Each day of being subjected to the political status of non-self-government was another day that saw the rights of 3.7 million citizens violated, including “crass violations” of human rights, he continued. The United Nations must act now, and the Special Committee must speak clearly and unequivocally on the vote, so that the will of Puerto Ricans, as expressed in the plebiscite, would be respected. He expressed hope that the Special Committee would recommend Puerto Rico’s return to the list of Non-Self-Governing Territories, in line with General Assembly resolution 748. In addition, the United States authorities must report on what was being done to move Puerto Rico forward and away from its colonial status, he emphasized.

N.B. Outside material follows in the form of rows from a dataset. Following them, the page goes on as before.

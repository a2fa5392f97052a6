//! Hit testing: point → object lookup, marquee intersection and transform
//! handle picking.
//!
//! Objects are tested front-to-back (last painted = topmost). Locked objects
//! are never hit.

use kurbo::{Point, Rect, Vec2};
use tmpl_core::id::ObjectId;
use tmpl_core::model::{CanvasObject, Geometry, ObjectKind};
use tmpl_core::scene::SceneGraph;

/// Distance of the rotation handle above the top edge, in page units.
pub const ROTATE_HANDLE_OFFSET: f64 = 30.0;

/// Find the topmost selectable object at `point`.
///
/// `tolerance` widens every shape by that many page units so thin lines and
/// zero-height rules can still be picked.
pub fn hit_test(scene: &SceneGraph, point: Point, tolerance: f64) -> Option<ObjectId> {
    scene
        .iter()
        .rev()
        .filter(|o| o.selectable())
        .find(|o| contains(o, point, tolerance))
        .map(|o| o.id)
}

fn contains(obj: &CanvasObject, point: Point, tolerance: f64) -> bool {
    let g = &obj.geometry;
    if let ObjectKind::Line = obj.kind {
        let t = g.transform();
        let a = t * Point::ZERO;
        let b = t * Point::new(g.width, g.height);
        return distance_to_segment(point, a, b) <= tolerance;
    }

    let Some(local) = g.to_local(point) else {
        return false;
    };
    // Tolerance is in page units; local space is unscaled.
    let tx = tolerance / g.scale_x.abs().max(f64::EPSILON);
    let ty = tolerance / g.scale_y.abs().max(f64::EPSILON);

    match obj.kind {
        ObjectKind::Circle => {
            let rx = g.width / 2.0 + tx;
            let ry = g.height / 2.0 + ty;
            if rx <= 0.0 || ry <= 0.0 {
                return false;
            }
            let dx = (local.x - g.width / 2.0) / rx;
            let dy = (local.y - g.height / 2.0) / ry;
            dx * dx + dy * dy <= 1.0
        }
        _ => Rect::new(-tx, -ty, g.width + tx, g.height + ty).contains(local),
    }
}

fn distance_to_segment(p: Point, a: Point, b: Point) -> f64 {
    let ab = b - a;
    let len_sq = ab.hypot2();
    if len_sq < f64::EPSILON {
        return (p - a).hypot();
    }
    let t = ((p - a).dot(ab) / len_sq).clamp(0.0, 1.0);
    (p - (a + ab * t)).hypot()
}

/// All selectable top-level objects whose bounding box touches `marquee`, in z-order.
pub fn hit_test_rect(scene: &SceneGraph, marquee: Rect) -> Vec<ObjectId> {
    let m = marquee.abs();
    scene
        .iter()
        .filter(|o| o.selectable())
        .filter(|o| {
            let b = o.geometry.bounding_rect();
            b.x0 <= m.x1 && m.x0 <= b.x1 && b.y0 <= m.y1 && m.y0 <= b.y1
        })
        .map(|o| o.id)
        .collect()
}

// ─── Transform handles ───────────────────────────────────────────────────

/// The eight resize handles plus the rotation knob above the top edge.
#[derive(Debug, Clone, Copy, PartialEq, Eq, Hash)]
pub enum Handle {
    TopLeft,
    Top,
    TopRight,
    Right,
    BottomRight,
    Bottom,
    BottomLeft,
    Left,
    Rotate,
}

impl Handle {
    pub const ALL: [Handle; 9] = [
        Handle::Rotate,
        Handle::TopLeft,
        Handle::Top,
        Handle::TopRight,
        Handle::Right,
        Handle::BottomRight,
        Handle::Bottom,
        Handle::BottomLeft,
        Handle::Left,
    ];

    /// Which horizontal edge the handle drags: -1 left, 1 right, 0 neither.
    pub fn horizontal(&self) -> i8 {
        match self {
            Handle::TopLeft | Handle::Left | Handle::BottomLeft => -1,
            Handle::TopRight | Handle::Right | Handle::BottomRight => 1,
            _ => 0,
        }
    }

    /// Which vertical edge the handle drags: -1 top, 1 bottom, 0 neither.
    pub fn vertical(&self) -> i8 {
        match self {
            Handle::TopLeft | Handle::Top | Handle::TopRight => -1,
            Handle::BottomLeft | Handle::Bottom | Handle::BottomRight => 1,
            _ => 0,
        }
    }

    /// Page position of this handle on an object with geometry `g`.
    pub fn position(&self, g: &Geometry) -> Point {
        let t = g.transform();
        if let Handle::Rotate = self {
            let top_center = t * Point::new(g.width / 2.0, 0.0);
            let up = Vec2::from_angle(g.angle.to_radians() - std::f64::consts::FRAC_PI_2);
            let flip = if g.scale_y < 0.0 { -1.0 } else { 1.0 };
            return top_center + up * (ROTATE_HANDLE_OFFSET * flip);
        }
        let fx = f64::from(self.horizontal() + 1) / 2.0;
        let fy = f64::from(self.vertical() + 1) / 2.0;
        t * Point::new(g.width * fx, g.height * fy)
    }
}

/// The handle within `radius` of `point`, if any. The rotation knob wins ties.
pub fn hit_handle(g: &Geometry, point: Point, radius: f64) -> Option<Handle> {
    Handle::ALL
        .into_iter()
        .find(|h| (h.position(g) - point).hypot() <= radius)
}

NELSON ROCHET-SANTORO, Council of Veterans and Soldiers from Puerto Rico, said that when the United States had invaded his country 115 years ago, it had taken a census that had described Puerto Ricans as blacks, mulattoes and others of mixed race. Puerto Rico’s particular ethnic and racial mix had been used by Congress to impose notions of legal and political superiority. The current commonwealth status was not really a status since Puerto Rico lacked equal rights and had been completely deprived of its sovereignty. Puerto Rico was not free and neither were the Puerto Rican people, he said, describing how they were subjected to the will and the power of the United States Federal Government. “Are we things? Can we be traded? No, we are human beings who want freedom and dignity,” he said, adding that the colonial, imperialist policies of the United States were used to abuse his people.
JESUS MANGUAL CRUZ, La Diaspora Puertorriquena, said the right to self-determination had been squandered by the Powers that had “controlled our destiny” for too long. The 2012 plebiscite was more geared at confusing people, he said, adding that the money used to organize it would have been better spent on education in Puerto Rico. In respect of Puerto Ricans living in the United States, he said their rights must be different from those of any other ethnic group living in that country. People of other nations voted in national elections through their embassies, and Puerto Ricans living abroad should be able to do the same, he said.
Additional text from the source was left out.